=== Section Start ===

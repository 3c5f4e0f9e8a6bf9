use core::str::FromStr;

use serde::{Deserialize, Serialize};

use selldesk_core::{DomainError, UserId};

/// Cross-tenant platform role carried by an authenticated identity.
///
/// `Admin` and `SuperAdmin` are a global override: they bypass every
/// operation-scoped check, independent of grant state.
#[derive(Debug, Clone, Copy, PartialEq, Eq, Hash, Default, Serialize, Deserialize)]
#[serde(rename_all = "snake_case")]
pub enum PlatformRole {
    #[default]
    None,
    Admin,
    SuperAdmin,
}

impl PlatformRole {
    pub fn bypasses_operation_checks(self) -> bool {
        matches!(self, PlatformRole::Admin | PlatformRole::SuperAdmin)
    }

    pub fn as_str(self) -> &'static str {
        match self {
            PlatformRole::None => "none",
            PlatformRole::Admin => "admin",
            PlatformRole::SuperAdmin => "super_admin",
        }
    }
}

impl core::fmt::Display for PlatformRole {
    fn fmt(&self, f: &mut core::fmt::Formatter<'_>) -> core::fmt::Result {
        f.write_str(self.as_str())
    }
}

impl FromStr for PlatformRole {
    type Err = DomainError;

    fn from_str(s: &str) -> Result<Self, Self::Err> {
        match s {
            "none" => Ok(PlatformRole::None),
            "admin" => Ok(PlatformRole::Admin),
            "super_admin" => Ok(PlatformRole::SuperAdmin),
            other => Err(DomainError::validation(format!(
                "unknown platform role: {other}"
            ))),
        }
    }
}

/// Caller attributes needed for authorization decisions.
///
/// Immutable for the lifetime of a request; constructed once by the identity
/// layer and passed by reference into the resolver and guards.
#[derive(Debug, Clone, Copy, PartialEq, Eq, Serialize, Deserialize)]
pub struct Identity {
    pub user_id: UserId,
    pub platform_role: PlatformRole,
}

impl Identity {
    pub fn new(user_id: UserId, platform_role: PlatformRole) -> Self {
        Self {
            user_id,
            platform_role,
        }
    }

    /// An identity with no platform privileges (the common case).
    pub fn user(user_id: UserId) -> Self {
        Self::new(user_id, PlatformRole::None)
    }
}
use std::sync::Arc;

use selldesk_access::{AccessGuard, TeamManagementGuard};
use selldesk_infra::{CachedGrantStore, InMemoryGrantStore};

/// Request-path grant store: in-memory backing fronted by the invalidating
/// cache. Production wiring swaps the backing store, not the guards.
pub type SharedGrantStore = Arc<CachedGrantStore<Arc<InMemoryGrantStore>>>;

/// Infrastructure wiring for the enforcement surface.
pub struct AppServices {
    grants: SharedGrantStore,
    guard: AccessGuard<SharedGrantStore>,
    team_guard: TeamManagementGuard<SharedGrantStore>,
}

impl AppServices {
    pub fn in_memory() -> Self {
        let grants: SharedGrantStore =
            Arc::new(CachedGrantStore::new(Arc::new(InMemoryGrantStore::new())));

        Self {
            guard: AccessGuard::new(Arc::clone(&grants)),
            team_guard: TeamManagementGuard::new(Arc::clone(&grants)),
            grants,
        }
    }

    /// Write handle for the grant-management workflow. Mutations must go
    /// through this (cached) handle so invalidation stays synchronous.
    pub fn grants(&self) -> &SharedGrantStore {
        &self.grants
    }

    pub fn guard(&self) -> &AccessGuard<SharedGrantStore> {
        &self.guard
    }

    pub fn team_guard(&self) -> &TeamManagementGuard<SharedGrantStore> {
        &self.team_guard
    }
}

impl Default for AppServices {
    fn default() -> Self {
        Self::in_memory()
    }
}
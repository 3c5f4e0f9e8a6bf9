use axum::http::StatusCode;
use axum::response::IntoResponse;
use serde_json::json;

use selldesk_access::AccessError;

/// Map an enforcement outcome to an HTTP response.
///
/// `StoreUnavailable` deliberately maps to 503, not 403: the caller was not
/// denied on the merits, the decision could not be made. It was still made
/// closed.
pub fn access_error_to_response(err: AccessError) -> axum::response::Response {
    match err {
        AccessError::MissingOperationContext => json_error(
            StatusCode::BAD_REQUEST,
            "missing_operation_context",
            "x-operation-id header is required for this request",
        ),
        AccessError::AccessDenied { module, action } => json_error(
            StatusCode::FORBIDDEN,
            "access_denied",
            format!("{module}.{action}"),
        ),
        AccessError::StoreUnavailable(_) => json_error(
            StatusCode::SERVICE_UNAVAILABLE,
            "grant_store_unavailable",
            "authorization backend unavailable",
        ),
    }
}

pub fn json_error(
    status: StatusCode,
    code: &'static str,
    message: impl Into<String>,
) -> axum::response::Response {
    (
        status,
        axum::Json(json!({
            "error": code,
            "message": message.into(),
        })),
    )
        .into_response()
}
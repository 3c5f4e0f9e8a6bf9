use std::sync::Arc;

#[tokio::main]
async fn main() {
    selldesk_observability::init();

    // Dev wiring: unsigned JSON claims + in-memory grants. A real deployment
    // injects a verifying ClaimsVerifier and a durable grant store.
    tracing::warn!("using the unsigned dev claims verifier; do not expose this build");

    let verifier = Arc::new(selldesk_api::middleware::JsonClaimsVerifier);
    let services = Arc::new(selldesk_api::app::services::AppServices::in_memory());
    let app = selldesk_api::app::build_app(verifier, services);

    let listener = tokio::net::TcpListener::bind("0.0.0.0:8080")
        .await
        .expect("failed to bind 0.0.0.0:8080");

    tracing::info!("listening on {}", listener.local_addr().unwrap());

    axum::serve(listener, app).await.unwrap();
}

=== Section End ===

Exercise: Copy out every line of the listing where the word "PartialEq" occurs.

Solution:
#[derive(Debug, Clone, Copy, PartialEq, Eq, Hash, Default, Serialize, Deserialize)]
#[derive(Debug, Clone, Copy, PartialEq, Eq, Serialize, Deserialize)]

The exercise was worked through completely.